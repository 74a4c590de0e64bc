//! One-shot inbox scan.
//!
//! Searches everything received in the last `--days` days (seen or not), keeps
//! only subjects that look like RFP replies and runs them through the same
//! ingestion pipeline as the server. Useful after downtime or when replies were
//! opened by hand before the poller saw them.

use std::sync::Arc;

use anyhow::{anyhow, Context, Result};
use chrono::{Duration, Utc};
use clap::Parser;
use migration::{Migrator, MigratorTrait};
use procurely::config::AppConfig;
use procurely::entities::prelude::Proposal;
use procurely::services::{
    provider_from_config, ExtractionClient, ImapMailbox, InMemoryLedger, IngestionOrchestrator,
    MessageOutcome, SearchCriterion, SeaOrmStore, SubjectFilter,
};
use sea_orm::{Database, EntityTrait, PaginatorTrait};
use tracing_subscriber::{layer::SubscriberExt, util::SubscriberInitExt};

#[derive(Parser)]
#[command(name = "scan_inbox")]
#[command(about = "Scan recent mail for vendor replies and ingest them once")]
struct Cli {
    /// How many days back to search
    #[arg(long, default_value_t = 7)]
    days: i64,

    /// Ingest every message, not only subjects mentioning RFP or replies
    #[arg(long)]
    all_subjects: bool,
}

#[tokio::main]
async fn main() -> Result<()> {
    let cli = Cli::parse();

    tracing_subscriber::registry()
        .with(
            tracing_subscriber::EnvFilter::try_from_default_env()
                .unwrap_or_else(|_| "procurely=info".into()),
        )
        .with(tracing_subscriber::fmt::layer())
        .init();

    let config = AppConfig::from_env()?;
    let mail = config
        .mail
        .clone()
        .ok_or_else(|| anyhow!("IMAP_HOST must be set to scan the inbox"))?;

    let db = Database::connect(&config.database_url)
        .await
        .context("Failed to connect to database")?;
    Migrator::up(&db, None).await.context("Failed to run migrations")?;

    let since = (Utc::now() - Duration::days(cli.days)).date_naive();
    let filter = if cli.all_subjects {
        SubjectFilter::AcceptAll
    } else {
        SubjectFilter::RfpReplies
    };

    let orchestrator = IngestionOrchestrator::new(
        Arc::new(ImapMailbox::new(mail)),
        Arc::new(InMemoryLedger::new()),
        Arc::new(SeaOrmStore::new(db.clone())),
        ExtractionClient::new(provider_from_config(&config.ai)?, config.ai.retry),
    )
    .with_subject_filter(filter);

    println!("Scanning inbox since {}...", since);
    let report = orchestrator
        .run(SearchCriterion::Since(since))
        .await
        .context("Inbox scan failed")?;

    for (message_id, outcome) in &report.outcomes {
        match outcome {
            MessageOutcome::Complete { proposal_id } => {
                println!("  [created] {} -> proposal {}", message_id, proposal_id)
            }
            MessageOutcome::Skipped(reason) => println!("  [skipped] {}: {}", message_id, reason),
            MessageOutcome::Dropped(reason) => println!("  [dropped] {}: {}", message_id, reason),
            MessageOutcome::Failed(reason) => println!("  [failed]  {}: {}", message_id, reason),
        }
    }

    let total = Proposal::find().count(&db).await?;
    println!(
        "Fetched {}, created {}, skipped {}, dropped {}, failed {}. Total proposals in database: {}",
        report.fetched, report.complete, report.skipped, report.dropped, report.failed, total
    );

    Ok(())
}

####

- **What this task involves**
The answer should consist of the lines from the one with "to connect to" through the last line of the entries, duplicated exactly and nothing more.

- **Solved problem**
        .context("Failed to connect to database")?;
    Migrator::up(&db, None).await.context("Failed to run migrations")?;

    let since = (Utc::now() - Duration::days(cli.days)).date_naive();
    let filter = if cli.all_subjects {
        SubjectFilter::AcceptAll
    } else {
        SubjectFilter::RfpReplies
    };

    let orchestrator = IngestionOrchestrator::new(
        Arc::new(ImapMailbox::new(mail)),
        Arc::new(InMemoryLedger::new()),
        Arc::new(SeaOrmStore::new(db.clone())),
        ExtractionClient::new(provider_from_config(&config.ai)?, config.ai.retry),
    )
    .with_subject_filter(filter);

    println!("Scanning inbox since {}...", since);
    let report = orchestrator
        .run(SearchCriterion::Since(since))
        .await
        .context("Inbox scan failed")?;

    for (message_id, outcome) in &report.outcomes {
        match outcome {
            MessageOutcome::Complete { proposal_id } => {
                println!("  [created] {} -> proposal {}", message_id, proposal_id)
            }
            MessageOutcome::Skipped(reason) => println!("  [skipped] {}: {}", message_id, reason),
            MessageOutcome::Dropped(reason) => println!("  [dropped] {}: {}", message_id, reason),
            MessageOutcome::Failed(reason) => println!("  [failed]  {}: {}", message_id, reason),
        }
    }

    let total = Proposal::find().count(&db).await?;
    println!(
        "Fetched {}, created {}, skipped {}, dropped {}, failed {}. Total proposals in database: {}",
        report.fetched, report.complete, report.skipped, report.dropped, report.failed, total
    );

    Ok(())
}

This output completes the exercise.